Kat: I begin with our exit survey from last year's conference where we ask attendees what they liked best and why, and what topics they still want to hear about. I spend a lot of time thinking about what my community is clamoring for and where they need guidance. I think about the topics that are ripe for discussion and for different viewpoints, and then I work backwards from there. I put together a skeleton agenda of what I want to address and then I think about who is best suited to talk about these subjects.
I go to a lot of other conferences to kind of scout for speakers, especially the keynoters, people that will just have you sitting straight in your seat and hanging on every word. One of the men that's going to be keynoting this fall, his name is Michael Kimmel, and he was just amazing at the TEDWomen Conference. I kind of cornered him at the break after and said, "You have to come deliver that speech to The 3% Conference."
CW: I know your focus has traditionally been on advertising agencies; where do brands fit into this?
Kat: The genesis of the 3% Conference always included brands. I didn’t start the conference as an activist movement or because it wasn’t fair that more women weren’t at agencies. I was simply horrified by the way female consumers were being spoken to or ignored. I felt that brands were getting gypped. If they knew that their agencies were so homogeneous and that their consumer marketplace looked nothing like that, they would be outraged. The more brands that have awareness should demand diversity from their agency partners. They're paying the bill.
CW: Tell us about the mini-conferences and the future of The 3%.
Kat: My goal with the 3%, and what we’ve actually become, is to call ourselves the 3% Movement rather than the 3% Conference. And we’ve done that with the the Minicons, which basically are these one-day conferences, that we've brought to cities all over the US. My aim is not only to get more people to become foot soldiers in this crusade but as a student of advertising myself, to listen to what I’m hearing. And what I've been hearing is that the agencies are desperate for some kind of benchmarks. They don't really know how to start auditing themselves, how they compare to other agencies. Questions I get very regularly are, “Who’s doing it right, who's doing it better, who do you hold up as the example, the agency that gets it?”
The whole purpose of this research that we're doing right now is to find out the precise ways that women are saying to agencies, "You want to keep me? Here's how.” Because again, we don't have a recruitment problem, we have a retention problem.
CW: So you'll go into agencies and give them a sort of gender audit?
Kat: What I'm doing is taking what I'm seeing, taking what I know, taking what our survey is bearing out and creating a certification program for agencies where we can come in and help agencies audit themselves and help them index themselves. How are they doing on this issue? What are the particular places they're falling down? How could we help to support them so they'll become a better, more diverse employer?

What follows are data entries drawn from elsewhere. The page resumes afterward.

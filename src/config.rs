use std::{
    env, fs, io,
    path::{Path, PathBuf},
    time::Duration,
};

use anyhow::anyhow;
use reqwest::Url;
use serde::{Deserialize, Serialize};

use crate::error::QueryError;
use crate::ui::{print_command_status, CommandStatus};

pub const DEFAULT_API_ROOT: &str = "https://api.applicationinsights.io/v1/apps";
pub const DEFAULT_SCOPE: &str = "https://api.applicationinsights.io/.default";
pub const DEFAULT_AUTHORITY_HOST: &str = "https://login.microsoftonline.com";
pub const DEFAULT_TIMEOUT_SECS: u64 = 60;

/// Endpoint settings for one client. Constructed once and validated up
/// front; there are no setters.
#[derive(Debug, Clone, PartialEq, Eq)]
pub struct ClientConfig {
    app_id: String,
    base_url: String,
    timeout: Duration,
}

impl ClientConfig {
    /// `base_url` defaults to `{DEFAULT_API_ROOT}/{app_id}`.
    pub fn new(
        app_id: &str,
        base_url: Option<&str>,
        timeout: Duration,
    ) -> Result<Self, QueryError> {
        let app_id = app_id.trim();
        if app_id.is_empty() {
            return Err(QueryError::Config(
                "application id must not be empty".to_string(),
            ));
        }
        if timeout.is_zero() {
            return Err(QueryError::Config("timeout must be positive".to_string()));
        }

        let base_url = match base_url.map(str::trim).filter(|s| !s.is_empty()) {
            Some(url) => url.trim_end_matches('/').to_string(),
            None => format!("{DEFAULT_API_ROOT}/{}", urlencoding::encode(app_id)),
        };
        let parsed = Url::parse(&base_url)
            .map_err(|err| QueryError::Config(format!("invalid API URL '{base_url}': {err}")))?;
        if !matches!(parsed.scheme(), "http" | "https") {
            return Err(QueryError::Config(format!(
                "API URL must be http(s), got '{}'",
                parsed.scheme()
            )));
        }

        Ok(Self {
            app_id: app_id.to_string(),
            base_url,
            timeout,
        })
    }

    pub fn app_id(&self) -> &str {
        &self.app_id
    }

    pub fn base_url(&self) -> &str {
        &self.base_url
    }

    pub fn query_url(&self) -> String {
        format!("{}/query", self.base_url)
    }

    pub fn timeout(&self) -> Duration {
        self.timeout
    }
}

/// Client-credential grant inputs for the identity provider.
#[derive(Clone, PartialEq, Eq)]
pub struct Credentials {
    authority_id: String,
    client_id: String,
    client_secret: String,
    scopes: Vec<String>,
    authority_host: String,
}

impl std::fmt::Debug for Credentials {
    fn fmt(&self, f: &mut std::fmt::Formatter<'_>) -> std::fmt::Result {
        f.debug_struct("Credentials")
            .field("authority_id", &self.authority_id)
            .field("client_id", &self.client_id)
            .field("client_secret", &"***")
            .field("scopes", &self.scopes)
            .field("authority_host", &self.authority_host)
            .finish()
    }
}

impl Credentials {
    pub fn new(
        authority_id: &str,
        client_id: &str,
        client_secret: &str,
        scopes: Vec<String>,
    ) -> Result<Self, QueryError> {
        for (label, value) in [
            ("authority id", authority_id),
            ("client id", client_id),
            ("client secret", client_secret),
        ] {
            if value.trim().is_empty() {
                return Err(QueryError::Config(format!("{label} must not be empty")));
            }
        }
        if scopes.is_empty() {
            return Err(QueryError::Config(
                "at least one scope is required".to_string(),
            ));
        }
        if let Some(index) = scopes.iter().position(|s| s.trim().is_empty()) {
            return Err(QueryError::Config(format!("scope #{index} is blank")));
        }

        Ok(Self {
            authority_id: authority_id.trim().to_string(),
            client_id: client_id.trim().to_string(),
            client_secret: client_secret.to_string(),
            scopes: scopes.into_iter().map(|s| s.trim().to_string()).collect(),
            authority_host: DEFAULT_AUTHORITY_HOST.to_string(),
        })
    }

    /// Points the grant at a different identity host (sovereign clouds,
    /// tests).
    pub fn with_authority_host(mut self, host: &str) -> Self {
        self.authority_host = host.trim_end_matches('/').to_string();
        self
    }

    pub fn client_id(&self) -> &str {
        &self.client_id
    }

    pub fn client_secret(&self) -> &str {
        &self.client_secret
    }

    pub fn scopes(&self) -> &[String] {
        &self.scopes
    }

    pub fn authority_url(&self) -> String {
        format!("{}/{}", self.authority_host, self.authority_id)
    }

    pub fn token_url(&self) -> String {
        format!("{}/oauth2/v2.0/token", self.authority_url())
    }

    pub fn authorize_url(&self) -> String {
        format!("{}/oauth2/v2.0/authorize", self.authority_url())
    }
}

/// Splits a comma separated scope list, dropping empty entries.
pub fn parse_scopes(raw: &str) -> Vec<String> {
    raw.split(',')
        .map(str::trim)
        .filter(|s| !s.is_empty())
        .map(str::to_string)
        .collect()
}

/// Persisted defaults, lowest precedence under flags and environment.
#[derive(Debug, Clone, PartialEq, Serialize, Deserialize, Default)]
#[serde(default)]
pub struct FileConfig {
    pub app_id: Option<String>,
    pub api_url: Option<String>,
    pub authority_id: Option<String>,
    pub client_id: Option<String>,
    pub scopes: Option<Vec<String>>,
    pub timeout_secs: Option<u64>,
    #[serde(flatten)]
    pub extra: serde_json::Map<String, serde_json::Value>,
}

pub fn global_config_dir() -> anyhow::Result<PathBuf> {
    if let Some(xdg) = env::var_os("XDG_CONFIG_HOME") {
        return Ok(PathBuf::from(xdg).join("insights-etl"));
    }
    dirs::home_dir()
        .map(|path| path.join(".config").join("insights-etl"))
        .ok_or_else(|| anyhow!("$HOME not configured."))
}

pub fn global_path() -> anyhow::Result<PathBuf> {
    if let Some(path) = env::var_os("INSIGHTS_ETL_CONFIG") {
        return Ok(PathBuf::from(path));
    }
    Ok(global_config_dir()?.join("config.json"))
}

/// Reads a config file. A missing file is an empty config; an unreadable or
/// invalid one is reported and ignored.
pub fn load_file(path: &Path) -> FileConfig {
    let file_contents = match fs::read_to_string(path) {
        Ok(c) => c,
        Err(e) if e.kind() == io::ErrorKind::NotFound => return FileConfig::default(),
        Err(e) => {
            print_command_status(
                CommandStatus::Warning,
                &format!("could not read {}: {e}", path.display()),
            );
            return FileConfig::default();
        }
    };

    let config: FileConfig = match serde_json::from_str(&file_contents) {
        Ok(c) => c,
        Err(e) => {
            print_command_status(
                CommandStatus::Warning,
                &format!("could not parse {}: {e}", path.display()),
            );
            return FileConfig::default();
        }
    };

    for key in config.extra.keys() {
        print_command_status(
            CommandStatus::Warning,
            &format!("unknown config key {} in {}", key, path.display()),
        );
    }
    tracing::debug!(path = %path.display(), "loaded config file");

    config
}

pub fn load_global() -> anyhow::Result<FileConfig> {
    Ok(load_file(&global_path()?))
}
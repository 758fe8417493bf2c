//! Decoding of query responses into named tables, and classification of
//! error-shaped bodies.

use serde::{Deserialize, Serialize};
use serde_json::{Map, Value};

use crate::error::QueryError;

/// Inner error code the service uses when a result set exceeds its size
/// limit.
pub const RESULT_TOO_LARGE_CODE: &str = "-2133196797";

pub const PRIMARY_RESULT: &str = "PrimaryResult";

#[derive(Debug, Clone, PartialEq, Eq, Serialize, Deserialize)]
pub struct Column {
    pub name: String,
    #[serde(default, rename = "type", skip_serializing_if = "Option::is_none")]
    pub kind: Option<String>,
}

/// One named result table: ordered columns and positionally aligned rows.
#[derive(Debug, Clone, PartialEq, Serialize)]
pub struct ResultTable {
    pub name: String,
    pub columns: Vec<Column>,
    pub rows: Vec<Vec<Value>>,
}

impl ResultTable {
    pub fn column_names(&self) -> Vec<String> {
        self.columns.iter().map(|c| c.name.clone()).collect()
    }

    pub fn len(&self) -> usize {
        self.rows.len()
    }

    pub fn is_empty(&self) -> bool {
        self.rows.is_empty()
    }

    /// Appends `other`'s rows after this table's rows. Both tables must
    /// share the same column names.
    pub fn append(&mut self, other: ResultTable) -> Result<(), QueryError> {
        let same_schema = self.columns.len() == other.columns.len()
            && self
                .columns
                .iter()
                .zip(&other.columns)
                .all(|(a, b)| a.name == b.name);
        if !same_schema {
            return Err(QueryError::SchemaMismatch {
                left: self.column_names(),
                right: other.column_names(),
            });
        }
        self.rows.extend(other.rows);
        Ok(())
    }

    /// Rows as JSON objects keyed by column name.
    pub fn to_records(&self) -> Vec<Map<String, Value>> {
        self.rows
            .iter()
            .map(|row| {
                self.columns
                    .iter()
                    .zip(row)
                    .map(|(column, value)| (column.name.clone(), value.clone()))
                    .collect()
            })
            .collect()
    }
}

/// All tables of one successful response, in the order the service sent
/// them.
#[derive(Debug, Clone, PartialEq, Serialize)]
pub struct ResultSet {
    pub tables: Vec<ResultTable>,
}

impl ResultSet {
    #[cfg(test)]
    pub fn get(&self, name: &str) -> Option<&ResultTable> {
        self.tables.iter().find(|t| t.name == name)
    }

    #[cfg(test)]
    pub fn names(&self) -> Vec<&str> {
        self.tables.iter().map(|t| t.name.as_str()).collect()
    }

    #[cfg(test)]
    pub fn primary(&self) -> Result<&ResultTable, QueryError> {
        self.get(PRIMARY_RESULT).ok_or(QueryError::NoPrimaryResult)
    }

    pub fn into_primary(self) -> Result<ResultTable, QueryError> {
        self.tables
            .into_iter()
            .find(|t| t.name == PRIMARY_RESULT)
            .ok_or(QueryError::NoPrimaryResult)
    }
}

#[derive(Debug, Clone, Deserialize)]
pub struct ErrorPayload {
    #[serde(default)]
    pub code: String,
    #[serde(default)]
    pub message: String,
    #[serde(default)]
    pub details: Vec<ErrorDetail>,
}

#[derive(Debug, Clone, Deserialize)]
pub struct ErrorDetail {
    #[serde(default)]
    pub innererror: Option<InnerError>,
}

#[derive(Debug, Clone, Deserialize)]
pub struct InnerError {
    pub code: String,
    #[serde(default)]
    pub message: String,
}

impl ErrorPayload {
    pub fn is_result_too_large(&self) -> bool {
        self.details.iter().any(|detail| {
            detail
                .innererror
                .as_ref()
                .is_some_and(|inner| inner.code == RESULT_TOO_LARGE_CODE)
        })
    }

    /// Most specific code and message available, preferring the first inner
    /// error over the outer one.
    pub fn describe(&self) -> (String, String) {
        let inner = self.details.iter().find_map(|d| d.innererror.as_ref());
        match inner {
            Some(inner) => (
                inner.code.clone(),
                if inner.message.is_empty() {
                    self.message.clone()
                } else {
                    inner.message.clone()
                },
            ),
            None => (self.code.clone(), self.message.clone()),
        }
    }
}

#[derive(Debug, Deserialize)]
struct WireTable {
    name: String,
    columns: Vec<Column>,
    rows: Vec<Vec<Value>>,
}

/// Decoded reply body: either tables or an error object.
#[derive(Debug)]
pub enum RawResponse {
    Success(ResultSet),
    Failure(ErrorPayload),
}

impl RawResponse {
    /// Decodes a 200 body. A body carrying an `error` key is a failure even
    /// if it also carries tables.
    pub fn decode(body: &str) -> Result<Self, QueryError> {
        let mut value: Value = serde_json::from_str(body)?;
        let Some(object) = value.as_object_mut() else {
            return Err(QueryError::MalformedResponse(
                "expected a JSON object at the top level".to_string(),
            ));
        };

        if let Some(error) = object.remove("error") {
            let payload: ErrorPayload = serde_json::from_value(error).map_err(|err| {
                QueryError::MalformedResponse(format!("invalid error object: {err}"))
            })?;
            return Ok(RawResponse::Failure(payload));
        }

        let tables = object
            .remove("tables")
            .ok_or_else(|| QueryError::MalformedResponse("missing 'tables' list".to_string()))?;
        let tables: Vec<WireTable> = serde_json::from_value(tables)
            .map_err(|err| QueryError::MalformedResponse(format!("invalid 'tables': {err}")))?;

        let tables = tables
            .into_iter()
            .map(normalize_table)
            .collect::<Result<Vec<_>, _>>()?;
        Ok(RawResponse::Success(ResultSet { tables }))
    }

    pub fn is_result_too_large(&self) -> bool {
        match self {
            RawResponse::Failure(payload) => payload.is_result_too_large(),
            RawResponse::Success(_) => false,
        }
    }
}

fn normalize_table(table: WireTable) -> Result<ResultTable, QueryError> {
    let width = table.columns.len();
    if let Some((index, row)) = table
        .rows
        .iter()
        .enumerate()
        .find(|(_, row)| row.len() != width)
    {
        return Err(QueryError::MalformedResponse(format!(
            "table '{}' row {index} has {} values for {width} columns",
            table.name,
            row.len()
        )));
    }
    Ok(ResultTable {
        name: table.name,
        columns: table.columns,
        rows: table.rows,
    })
}

/// Normalizes a success body into all of its named tables.
pub fn normalize(body: &str) -> Result<ResultSet, QueryError> {
    match RawResponse::decode(body)? {
        RawResponse::Success(set) => Ok(set),
        RawResponse::Failure(payload) => {
            let (code, message) = payload.describe();
            Err(QueryError::Service { code, message })
        }
    }
}

/// Reports whether `body` is an error payload whose details include the
/// size-limit code. Success payloads and unparseable bodies are simply not a
/// match.
pub fn is_result_too_large(body: &str) -> bool {
    RawResponse::decode(body).is_ok_and(|response| response.is_result_too_large())
}

#[cfg(test)]
mod tests {
    use super::*;
    use serde_json::json;

    fn success_body() -> String {
        json!({
            "tables": [
                {
                    "name": "PrimaryResult",
                    "columns": [
                        {"name": "timestamp", "type": "datetime"},
                        {"name": "name", "type": "string"}
                    ],
                    "rows": [
                        ["2024-01-01T00:10:00Z", "a"],
                        ["2024-01-01T00:20:00Z", "b"]
                    ]
                },
                {
                    "name": "ExtendedProperties",
                    "columns": [{"name": "Key"}],
                    "rows": []
                }
            ]
        })
        .to_string()
    }

    fn error_body(code: &str) -> String {
        json!({
            "error": {
                "code": "PartialError",
                "message": "There were some errors when processing your query.",
                "details": [
                    {
                        "code": "EngineError",
                        "message": "Something went wrong processing your query on the server.",
                        "innererror": {
                            "code": code,
                            "message": "Query result set has exceeded the internal data size limit"
                        }
                    }
                ]
            }
        })
        .to_string()
    }

    #[test]
    fn normalizes_all_named_tables() {
        let set = normalize(&success_body()).unwrap();
        assert_eq!(set.names(), vec!["PrimaryResult", "ExtendedProperties"]);
        let primary = set.primary().unwrap();
        assert_eq!(primary.column_names(), vec!["timestamp", "name"]);
        assert_eq!(primary.columns[0].kind.as_deref(), Some("datetime"));
        assert_eq!(primary.len(), 2);
    }

    #[test]
    fn missing_primary_result_is_its_own_error() {
        let body = json!({"tables": [{"name": "Other", "columns": [], "rows": []}]}).to_string();
        let set = normalize(&body).unwrap();
        assert!(set.get("Other").is_some());
        assert!(matches!(set.primary(), Err(QueryError::NoPrimaryResult)));
        assert!(matches!(set.into_primary(), Err(QueryError::NoPrimaryResult)));
    }

    #[test]
    fn missing_tables_is_malformed() {
        let err = normalize(r#"{"foo": 1}"#).unwrap_err();
        assert!(matches!(err, QueryError::MalformedResponse(_)));
    }

    #[test]
    fn column_without_name_is_malformed() {
        let body = json!({"tables": [{"name": "PrimaryResult", "columns": [{"type": "int"}], "rows": []}]})
            .to_string();
        assert!(matches!(
            normalize(&body),
            Err(QueryError::MalformedResponse(_))
        ));
    }

    #[test]
    fn ragged_rows_are_malformed() {
        let body = json!({
            "tables": [{"name": "PrimaryResult", "columns": [{"name": "a"}, {"name": "b"}], "rows": [[1, 2], [3]]}]
        })
        .to_string();
        let err = normalize(&body).unwrap_err();
        assert!(err.to_string().contains("row 1 has 1 values for 2 columns"));
    }

    #[test]
    fn non_json_is_malformed() {
        assert!(matches!(
            normalize("<html>oops</html>"),
            Err(QueryError::MalformedResponse(_))
        ));
    }

    #[test]
    fn classifier_matches_size_limit_code() {
        assert!(is_result_too_large(&error_body(RESULT_TOO_LARGE_CODE)));
    }

    #[test]
    fn classifier_ignores_other_codes() {
        assert!(!is_result_too_large(&error_body("-2133196800")));
    }

    #[test]
    fn classifier_ignores_success_payloads() {
        assert!(!is_result_too_large(&success_body()));
    }

    #[test]
    fn classifier_scans_every_detail() {
        let body = json!({
            "error": {
                "code": "PartialError",
                "message": "",
                "details": [
                    {"innererror": {"code": "Other"}},
                    {},
                    {"innererror": {"code": RESULT_TOO_LARGE_CODE}}
                ]
            }
        })
        .to_string();
        assert!(is_result_too_large(&body));
    }

    #[test]
    fn unrelated_error_body_normalizes_to_service_error() {
        let err = normalize(&error_body("-2133196800")).unwrap_err();
        match err {
            QueryError::Service { code, message } => {
                assert_eq!(code, "-2133196800");
                assert!(message.contains("size limit"));
            }
            other => panic!("unexpected error: {other:?}"),
        }
    }

    #[test]
    fn error_without_details_falls_back_to_outer_code() {
        let payload: ErrorPayload =
            serde_json::from_value(json!({"code": "BadArgumentError", "message": "nope"})).unwrap();
        assert!(!payload.is_result_too_large());
        assert_eq!(
            payload.describe(),
            ("BadArgumentError".to_string(), "nope".to_string())
        );
    }

    #[test]
    fn append_requires_matching_columns() {
        let set = normalize(&success_body()).unwrap();
        let mut primary = set.primary().unwrap().clone();
        let other = set.get("ExtendedProperties").unwrap().clone();
        assert!(matches!(
            primary.append(other),
            Err(QueryError::SchemaMismatch { .. })
        ));

        let copy = primary.clone();
        primary.append(copy).unwrap();
        assert_eq!(primary.len(), 4);
        assert_eq!(primary.rows[2][1], json!("a"));
    }

    #[test]
    fn records_are_keyed_by_column_name() {
        let set = normalize(&success_body()).unwrap();
        let records = set.primary().unwrap().to_records();
        assert_eq!(records.len(), 2);
        assert_eq!(records[1]["name"], json!("b"));
        assert_eq!(records[0]["timestamp"], json!("2024-01-01T00:10:00Z"));
    }
}
use dialoguer::console::style;

pub enum CommandStatus {
    Success,
    Warning,
}

pub fn print_command_status(status: CommandStatus, message: &str) {
    let indicator = match status {
        CommandStatus::Success => style("✓").green(),
        CommandStatus::Warning => style("!").yellow(),
    };
    eprintln!("{indicator} {message}");
}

The conferences have been amazing, they've birthed a phenomenal community, and I've been really proud of everything we've done. However, they're very tiring to plan and the amount of work I have to put into a two-day event that touches 800 people is enormous. So this certification will enable me to touch tens of thousands of people in a way that will meaningfully move the needle on this issue.
CW: What would you like to see the conference grow into?
Kat: I would like to put myself out of a job.